Instructions for the task — Beginning with the very first line, please reproduce the entries exactly through the line containing "lhs.cmp(&rhs)".

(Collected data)
Segment Open

use crate::models::{Index, IndexIdentifier};
use std::cmp::Ordering;
use std::collections::{BTreeMap, HashMap};

/// Sort key for the eviction walk: ascending `num_uses / size`. The ratio is
/// compared by integer cross-multiplication so zero sizes and float rounding
/// cannot reorder entries; identifiers break ties.
#[derive(Debug, Clone, PartialEq, Eq)]
struct EvictionKey {
    num_uses: i64,
    size: i64,
    ident: IndexIdentifier,
}

impl Ord for EvictionKey {
    fn cmp(&self, other: &Self) -> Ordering {
        let lhs = self.num_uses as i128 * other.size as i128;
        let rhs = other.num_uses as i128 * self.size as i128;
        lhs.cmp(&rhs)
            .then_with(|| self.ident.cmp(&other.ident))
            .then_with(|| (self.num_uses, self.size).cmp(&(other.num_uses, other.size)))
    }
}

impl PartialOrd for EvictionKey {
    fn partial_cmp(&self, other: &Self) -> Option<Ordering> {
        Some(self.cmp(other))
    }
}

/// Existing real indexes ordered by how little use they earn per byte. The
/// head of the queue is the first candidate for replacement when a proposed
/// index does not fit the storage budget.
#[derive(Default)]
pub struct EvictionQueue {
    queue: BTreeMap<EvictionKey, Index>,
    keys: HashMap<IndexIdentifier, EvictionKey>,
}

impl EvictionQueue {
    pub fn new() -> Self {
        Self::default()
    }

    pub fn insert(&mut self, index: Index) {
        let key = EvictionKey {
            num_uses: index.num_uses,
            size: index.size,
            ident: index.ident.clone(),
        };
        self.keys.insert(index.ident.clone(), key.clone());
        self.queue.insert(key, index);
    }

    pub fn contains(&self, ident: &IndexIdentifier) -> bool {
        self.keys.contains_key(ident)
    }

    pub fn remove(&mut self, ident: &IndexIdentifier) -> Option<Index> {
        let key = self.keys.remove(ident)?;
        self.queue.remove(&key)
    }

    /// Ascending by `num_uses / size`.
    pub fn iter(&self) -> impl Iterator<Item = &Index> {
        self.queue.values()
    }

    pub fn identifiers(&self) -> impl Iterator<Item = &IndexIdentifier> {
        self.keys.keys()
    }

    pub fn len(&self) -> usize {
        self.queue.len()
    }

    pub fn is_empty(&self) -> bool {
        self.queue.is_empty()
    }
}

#[cfg(test)]
mod tests {
    use super::*;

    fn index(name: &str, columns: &[&str], num_uses: i64, size: i64) -> Index {
        Index::existing(
            IndexIdentifier::new("t", columns.iter().map(|c| c.to_string()).collect()),
            name,
            num_uses,
            size,
        )
    }

    #[test]
    fn iterates_in_ascending_use_per_byte_order() {
        let mut queue = EvictionQueue::new();
        queue.insert(index("mid", &["b"], 10, 100)); // 0.1
        queue.insert(index("cold", &["a"], 1, 100)); // 0.01
        queue.insert(index("hot", &["c"], 1, 5)); // 0.2

        let names: Vec<String> = queue.iter().map(Index::index_name).collect();
        assert_eq!(names, vec!["cold", "mid", "hot"]);
    }

    #[test]
    fn zero_size_indexes_sort_after_finite_ratios() {
        let mut queue = EvictionQueue::new();
        queue.insert(index("degenerate", &["a"], 5, 0));
        queue.insert(index("normal", &["b"], 1000, 10));

        let names: Vec<String> = queue.iter().map(Index::index_name).collect();
        assert_eq!(names, vec!["normal", "degenerate"]);
    }

    #[test]
    fn removal_is_by_identifier() {
        let mut queue = EvictionQueue::new();
        queue.insert(index("one", &["a"], 1, 10));
        queue.insert(index("two", &["b"], 2, 10));

        let removed = queue.remove(&IndexIdentifier::new("t", vec!["a".into()]));
        assert_eq!(removed.map(|idx| idx.index_name()), Some("one".into()));
        assert_eq!(queue.len(), 1);
        assert!(!queue.contains(&IndexIdentifier::new("t", vec!["a".into()])));
    }

    #[test]
    fn equal_ratios_fall_back_to_identifier_order() {
        let mut queue = EvictionQueue::new();
        queue.insert(index("b_idx", &["b"], 2, 20)); // 0.1
        queue.insert(index("a_idx", &["a"], 1, 10)); // 0.1

        let names: Vec<String> = queue.iter().map(Index::index_name).collect();
        assert_eq!(names, vec!["a_idx", "b_idx"]);
    }
}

Segment Closed

Task answer —
use crate::models::{Index, IndexIdentifier};
use std::cmp::Ordering;
use std::collections::{BTreeMap, HashMap};

/// Sort key for the eviction walk: ascending `num_uses / size`. The ratio is
/// compared by integer cross-multiplication so zero sizes and float rounding
/// cannot reorder entries; identifiers break ties.
#[derive(Debug, Clone, PartialEq, Eq)]
struct EvictionKey {
    num_uses: i64,
    size: i64,
    ident: IndexIdentifier,
}

impl Ord for EvictionKey {
    fn cmp(&self, other: &Self) -> Ordering {
        let lhs = self.num_uses as i128 * other.size as i128;
        let rhs = other.num_uses as i128 * self.size as i128;
        lhs.cmp(&rhs)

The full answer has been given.